Dataset entries
****************************************
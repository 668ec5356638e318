// Copyright (c) 2023 The Quartz Core developers
// Licensed under the Apache License, Version 2.0 see LICENSE-APACHE or
// http://www.apache.org/licenses/LICENSE-2.0 or the MIT license, see
// LICENSE-MIT or http://opensource.org/licenses/MIT

use crate::at::AtData;
use crate::chain::{Repository, RepositoryErr};
use crate::consensus::Money;
use crate::primitives::{Address, BlockData, BlockSummary, Signature, TransactionData};
use parking_lot::RwLock;
use std::collections::{BTreeMap, HashMap};
use std::sync::Arc;

#[derive(Debug, Default)]
struct Inner {
    blocks: BTreeMap<u32, BlockData>,
    transactions: BTreeMap<u32, Vec<TransactionData>>,
    balances: HashMap<Address, Money>,
    last_references: HashMap<Address, Signature>,
    ats: BTreeMap<Address, AtData>,
    at_creation_heights: HashMap<Address, u32>,
}

/// In-memory ledger used by tests and the standalone tools. Not a
/// consensus-grade store: no persistence, no pruning.
#[derive(Debug, Clone, Default)]
pub struct MemoryRepository {
    inner: Arc<RwLock<Inner>>,
}

impl MemoryRepository {
    #[must_use]
    pub fn new() -> Self {
        Default::default()
    }

    /// Appends a block and its transactions at the next height. Updates
    /// last-references for transaction creators.
    pub fn push_block(&self, block: BlockData, transactions: Vec<TransactionData>) {
        let mut inner = self.inner.write();

        for tx in &transactions {
            if let Some(signature) = tx.signature() {
                let creator = tx.base().creator_public_key.to_address();
                inner.last_references.insert(creator, *signature);
            }
        }

        inner.transactions.insert(block.height, transactions);
        inner.blocks.insert(block.height, block);
    }

    pub fn set_account_balance(&self, address: &Address, balance: Money) {
        self.inner.write().balances.insert(address.clone(), balance);
    }

    pub fn set_account_last_reference(&self, address: &Address, reference: Signature) {
        self.inner
            .write()
            .last_references
            .insert(address.clone(), reference);
    }

    /// Registers a deployed AT at the given creation height.
    pub fn deploy_at(&self, at: AtData, creation_height: u32) {
        let mut inner = self.inner.write();
        inner
            .at_creation_heights
            .insert(at.address.clone(), creation_height);
        inner.ats.insert(at.address.clone(), at);
    }
}

impl Repository for MemoryRepository {
    fn blockchain_height(&self) -> Result<u32, RepositoryErr> {
        self.inner
            .read()
            .blocks
            .keys()
            .next_back()
            .copied()
            .ok_or(RepositoryErr::NotFound)
    }

    fn last_block(&self) -> Result<BlockData, RepositoryErr> {
        self.inner
            .read()
            .blocks
            .values()
            .next_back()
            .cloned()
            .ok_or(RepositoryErr::NotFound)
    }

    fn block_at_height(&self, height: u32) -> Result<Option<BlockData>, RepositoryErr> {
        Ok(self.inner.read().blocks.get(&height).cloned())
    }

    fn block_summaries(&self, from: u32, to: u32) -> Result<Vec<BlockSummary>, RepositoryErr> {
        Ok(self
            .inner
            .read()
            .blocks
            .range(from..=to)
            .map(|(height, block)| BlockSummary {
                height: *height,
                signature: block.signature.clone(),
            })
            .collect())
    }

    fn transactions_in_block(&self, height: u32) -> Result<Vec<TransactionData>, RepositoryErr> {
        Ok(self
            .inner
            .read()
            .transactions
            .get(&height)
            .cloned()
            .unwrap_or_default())
    }

    fn transaction_at(
        &self,
        height: u32,
        sequence: u32,
    ) -> Result<Option<TransactionData>, RepositoryErr> {
        Ok(self
            .inner
            .read()
            .transactions
            .get(&height)
            .and_then(|txs| txs.get(sequence as usize))
            .cloned())
    }

    fn transaction_by_signature(
        &self,
        signature: &Signature,
    ) -> Result<Option<TransactionData>, RepositoryErr> {
        let inner = self.inner.read();

        for txs in inner.transactions.values() {
            for tx in txs {
                if tx.signature() == Some(signature) {
                    return Ok(Some(tx.clone()));
                }
            }
        }

        Ok(None)
    }

    fn account_last_reference(
        &self,
        address: &Address,
    ) -> Result<Option<Signature>, RepositoryErr> {
        Ok(self.inner.read().last_references.get(address).copied())
    }

    fn account_balance(&self, address: &Address) -> Result<Money, RepositoryErr> {
        Ok(self.inner.read().balances.get(address).copied().unwrap_or(0))
    }

    fn active_ats(&self) -> Result<Vec<AtData>, RepositoryErr> {
        // BTreeMap keyed by address already yields canonical ascending order
        Ok(self.inner.read().ats.values().cloned().collect())
    }

    fn at_data(&self, address: &Address) -> Result<Option<AtData>, RepositoryErr> {
        Ok(self.inner.read().ats.get(address).cloned())
    }

    fn save_at(&self, at: &AtData) -> Result<(), RepositoryErr> {
        self.inner.write().ats.insert(at.address.clone(), at.clone());
        Ok(())
    }

    fn at_creation_height(&self, address: &Address) -> Result<u32, RepositoryErr> {
        self.inner
            .read()
            .at_creation_heights
            .get(address)
            .copied()
            .ok_or(RepositoryErr::NotFound)
    }
}
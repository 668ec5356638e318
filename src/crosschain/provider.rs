// Copyright (c) 2023 The Quartz Core developers
// Licensed under the Apache License, Version 2.0 see LICENSE-APACHE or
// http://www.apache.org/licenses/LICENSE-2.0 or the MIT license, see
// LICENSE-MIT or http://opensource.org/licenses/MIT

use std::fmt;

/// One unspent output as reported by the external node.
#[derive(Clone, PartialEq, Eq)]
pub struct UnspentOutput {
    /// Transaction id, internal byte order.
    pub hash: [u8; 32],
    pub index: u32,
    pub height: u32,
    pub value: u64,
    pub script_pub_key: Vec<u8>,
}

impl fmt::Debug for UnspentOutput {
    fn fmt(&self, f: &mut fmt::Formatter<'_>) -> fmt::Result {
        f.debug_struct("UnspentOutput")
            .field("hash", &hex::encode(self.hash))
            .field("index", &self.index)
            .field("height", &self.height)
            .field("value", &self.value)
            .finish()
    }
}

/// A confirmed transaction touching some address, as reported by the
/// external node's history index.
#[derive(Clone, Debug, PartialEq, Eq)]
pub struct TransactionHash {
    pub height: u32,
    pub tx_hash: String,
}

#[derive(Debug)]
pub enum ForeignBlockchainErr {
    /// Transport or availability failure against the external node
    Network(String),

    /// The node returned something we could not interpret
    InvalidResponse(&'static str),

    /// Requested entity does not exist
    NotFound,

    /// Fewer blocks available than the protocol requires
    NotEnoughBlocks,

    /// The provider implementation does not support this query
    Unsupported(&'static str),

    /// Generic error
    Error(&'static str),
}

impl fmt::Display for ForeignBlockchainErr {
    fn fmt(&self, f: &mut fmt::Formatter<'_>) -> fmt::Result {
        match self {
            Self::Network(msg) => write!(f, "foreign blockchain network error: {msg}"),
            Self::InvalidResponse(msg) => write!(f, "invalid foreign blockchain response: {msg}"),
            Self::NotFound => write!(f, "foreign blockchain entity not found"),
            Self::NotEnoughBlocks => write!(f, "not enough foreign blocks available"),
            Self::Unsupported(msg) => write!(f, "unsupported foreign blockchain query: {msg}"),
            Self::Error(msg) => write!(f, "foreign blockchain error: {msg}"),
        }
    }
}

/// Opaque client for the external Bitcoin-like node.
///
/// Contract: `raw_block_headers` returns legacy 80-byte headers (version 4,
/// prevHash 32, merkleRoot 32, timestamp 4, bits 4, nonce 4) — the
/// median-time-past computation depends on that layout. Implementations own
/// their transport, timeouts and retries, and must be safe for concurrent
/// use across unrelated swaps.
pub trait BlockchainProvider {
    /// Height of the external chain tip.
    fn current_height(&self) -> Result<u32, ForeignBlockchainErr>;

    /// Raw headers for `count` blocks starting at `start_height`.
    fn raw_block_headers(
        &self,
        start_height: u32,
        count: u32,
    ) -> Result<Vec<Vec<u8>>, ForeignBlockchainErr>;

    /// Confirmed balance of the given output script.
    fn confirmed_balance(&self, script_pub_key: &[u8]) -> Result<u64, ForeignBlockchainErr>;

    /// Unspent outputs paying to the given output script.
    fn unspent_outputs(
        &self,
        script_pub_key: &[u8],
    ) -> Result<Vec<UnspentOutput>, ForeignBlockchainErr>;

    /// Raw bytes of the transaction with the given id (internal byte order).
    fn raw_transaction(&self, tx_hash: &[u8; 32]) -> Result<Vec<u8>, ForeignBlockchainErr>;

    /// Confirmed transactions involving the given output script.
    fn address_transactions(
        &self,
        script_pub_key: &[u8],
    ) -> Result<Vec<TransactionHash>, ForeignBlockchainErr>;

    /// Broadcasts a raw transaction; returns its id as hex.
    fn broadcast_transaction(&self, raw: &[u8]) -> Result<String, ForeignBlockchainErr>;
}
// Copyright (c) 2023 The Quartz Core developers
// Licensed under the Apache License, Version 2.0 see LICENSE-APACHE or
// http://www.apache.org/licenses/LICENSE-2.0 or the MIT license, see
// LICENSE-MIT or http://opensource.org/licenses/MIT

//! Standalone HTLC refund tool: recovers funds locked in an atomic-swap
//! P2SH after its lock time has passed.

use chrono::{TimeZone, Utc};
use quartz::crosschain::rpc::RpcBlockchainProvider;
use quartz::crosschain::swap::{self, trim_private_key, RefundRequest, DEFAULT_SWAP_FEE};
use quartz::crosschain::{Bitcoiny, SwapErr};
use quartz::settings::{Settings, SETTINGS_PATH_ENV};
use std::path::PathBuf;
use std::time::{SystemTime, UNIX_EPOCH};

fn usage(error: Option<&str>) -> ! {
    if let Some(error) = error {
        eprintln!("{error}");
    }

    eprintln!(
        "usage: quartz-refund [--config <settings-file>] <P2SH-address> <refund-PRIVATE-KEY-hex> \
         <redeem-P2PKH> <HASH160-of-secret-hex> <locktime-seconds> (<fee-in-coins>)"
    );
    eprintln!(
        "example: quartz-refund 2NEZboTLhBDPPQciR7sExBhy3TsDi7wV3Cv \\\n\
         \tef027fb5828c5e201eaf6de4cd3b0b340d16a191ef848cd691f35ef8f727358c9c01b576fb7e \\\n\
         \tn2N5VKrzq39nmuefZwp3wBiF4icdXX2B6o \\\n\
         \td1b64100879ad93ceaa3c15929b6fe8550f54967 \\\n\
         \t1585920000"
    );
    std::process::exit(1)
}

fn main() {
    env_logger::init();

    let mut args: Vec<String> = std::env::args().skip(1).collect();
    let config_flag = take_config_flag(&mut args);

    if args.len() < 5 || args.len() > 6 {
        usage(None);
    }

    let key_bytes = match hex::decode(&args[1]) {
        Ok(bytes) => bytes,
        Err(_) => usage(Some("refund private key must be hex")),
    };
    // Dumped keys carry a version byte and checksum tail
    let refund_secret = match trim_private_key(&key_bytes) {
        Ok(secret) => secret,
        Err(_) => usage(Some("refund private key must be 32 bytes")),
    };

    let secret_hash: [u8; 20] = match hex::decode(&args[3]) {
        Ok(bytes) => match bytes.try_into() {
            Ok(hash) => hash,
            Err(_) => usage(Some("HASH160 of secret must be 20 bytes of hex")),
        },
        Err(_) => usage(Some("HASH160 of secret must be 20 bytes of hex")),
    };

    let lock_time: u32 = match args[4].parse() {
        Ok(lock_time) => lock_time,
        Err(_) => usage(Some("locktime must be seconds since epoch")),
    };

    let fee = match args.get(5) {
        Some(arg) => match arg.parse::<f64>() {
            Ok(coins) if coins > 0.0 => (coins * 100_000_000.0).round() as u64,
            _ => usage(Some("fee must be a positive decimal amount")),
        },
        None => DEFAULT_SWAP_FEE,
    };

    let request = RefundRequest {
        p2sh_address: args[0].clone(),
        refund_secret,
        redeemer_p2pkh: args[2].clone(),
        secret_hash,
        lock_time,
        fee,
    };

    let settings_path =
        config_flag.or_else(|| std::env::var_os(SETTINGS_PATH_ENV).map(PathBuf::from));
    let settings = match Settings::load(settings_path.as_deref()) {
        Ok(settings) => settings,
        Err(err) => {
            eprintln!("settings failure: {err}");
            std::process::exit(2);
        }
    };

    let provider = match build_provider(&settings) {
        Ok(provider) => provider,
        Err(err) => {
            eprintln!("external node failure: {err}");
            std::process::exit(2);
        }
    };

    let bitcoiny = Bitcoiny::new(
        provider,
        settings.bitcoin_network(),
        &settings.foreign.currency_code,
        settings.foreign.fee_per_kb,
        settings.foreign.p2sh_fee,
    );

    println!("Confirm the following is correct based on the info you've given:");
    println!("P2SH address: {}", request.p2sh_address);
    println!("Redeem address: {}", request.redeemer_p2pkh);
    println!(
        "Redeem script lockTime: {} ({})",
        Utc.timestamp_opt(i64::from(lock_time), 0).unwrap(),
        lock_time
    );
    println!("Refund miner's fee: {}", bitcoiny.format_amount(fee));

    let now_secs = SystemTime::now()
        .duration_since(UNIX_EPOCH)
        .expect("system clock before epoch")
        .as_secs();

    match swap::checked_refund(&bitcoiny, &request, now_secs) {
        Ok(transaction) => {
            let raw = bitcoin::consensus::encode::serialize(&transaction);
            println!("\nLoad this transaction into your wallet and broadcast:");
            println!("{}", hex::encode(raw));
        }

        Err(SwapErr::InvalidInput(what)) => usage(Some(what)),

        Err(SwapErr::SafetyViolation(message)) => {
            eprintln!("{message}");
            std::process::exit(2);
        }

        Err(SwapErr::Foreign(err)) => {
            eprintln!("external chain failure: {err}");
            std::process::exit(2);
        }
    }
}

/// Pulls the first `--config <path>` pair out of the argument list. Takes
/// precedence over the environment variable.
fn take_config_flag(args: &mut Vec<String>) -> Option<PathBuf> {
    let index = args.iter().position(|arg| arg == "--config")?;

    if index + 1 >= args.len() {
        usage(Some("--config requires a settings file path"));
    }

    let path = PathBuf::from(args.remove(index + 1));
    args.remove(index);
    Some(path)
}

fn build_provider(
    settings: &Settings,
) -> Result<RpcBlockchainProvider, quartz::crosschain::ForeignBlockchainErr> {
    match (&settings.foreign.node_user, &settings.foreign.node_password) {
        (Some(user), Some(pass)) => {
            RpcBlockchainProvider::with_auth(&settings.foreign.node_url, user, pass)
        }
        _ => RpcBlockchainProvider::new(&settings.foreign.node_url),
    }
}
****************************************
Exercise description.
An exact, complete copy of the lines above from the one with "fn blockchain_height(&self) ->" through the one with "let inner = self.inner.read();" is the whole answer.

Task response.
    fn blockchain_height(&self) -> Result<u32, RepositoryErr> {
        self.inner
            .read()
            .blocks
            .keys()
            .next_back()
            .copied()
            .ok_or(RepositoryErr::NotFound)
    }

    fn last_block(&self) -> Result<BlockData, RepositoryErr> {
        self.inner
            .read()
            .blocks
            .values()
            .next_back()
            .cloned()
            .ok_or(RepositoryErr::NotFound)
    }

    fn block_at_height(&self, height: u32) -> Result<Option<BlockData>, RepositoryErr> {
        Ok(self.inner.read().blocks.get(&height).cloned())
    }

    fn block_summaries(&self, from: u32, to: u32) -> Result<Vec<BlockSummary>, RepositoryErr> {
        Ok(self
            .inner
            .read()
            .blocks
            .range(from..=to)
            .map(|(height, block)| BlockSummary {
                height: *height,
                signature: block.signature.clone(),
            })
            .collect())
    }

    fn transactions_in_block(&self, height: u32) -> Result<Vec<TransactionData>, RepositoryErr> {
        Ok(self
            .inner
            .read()
            .transactions
            .get(&height)
            .cloned()
            .unwrap_or_default())
    }

    fn transaction_at(
        &self,
        height: u32,
        sequence: u32,
    ) -> Result<Option<TransactionData>, RepositoryErr> {
        Ok(self
            .inner
            .read()
            .transactions
            .get(&height)
            .and_then(|txs| txs.get(sequence as usize))
            .cloned())
    }

    fn transaction_by_signature(
        &self,
        signature: &Signature,
    ) -> Result<Option<TransactionData>, RepositoryErr> {
        let inner = self.inner.read();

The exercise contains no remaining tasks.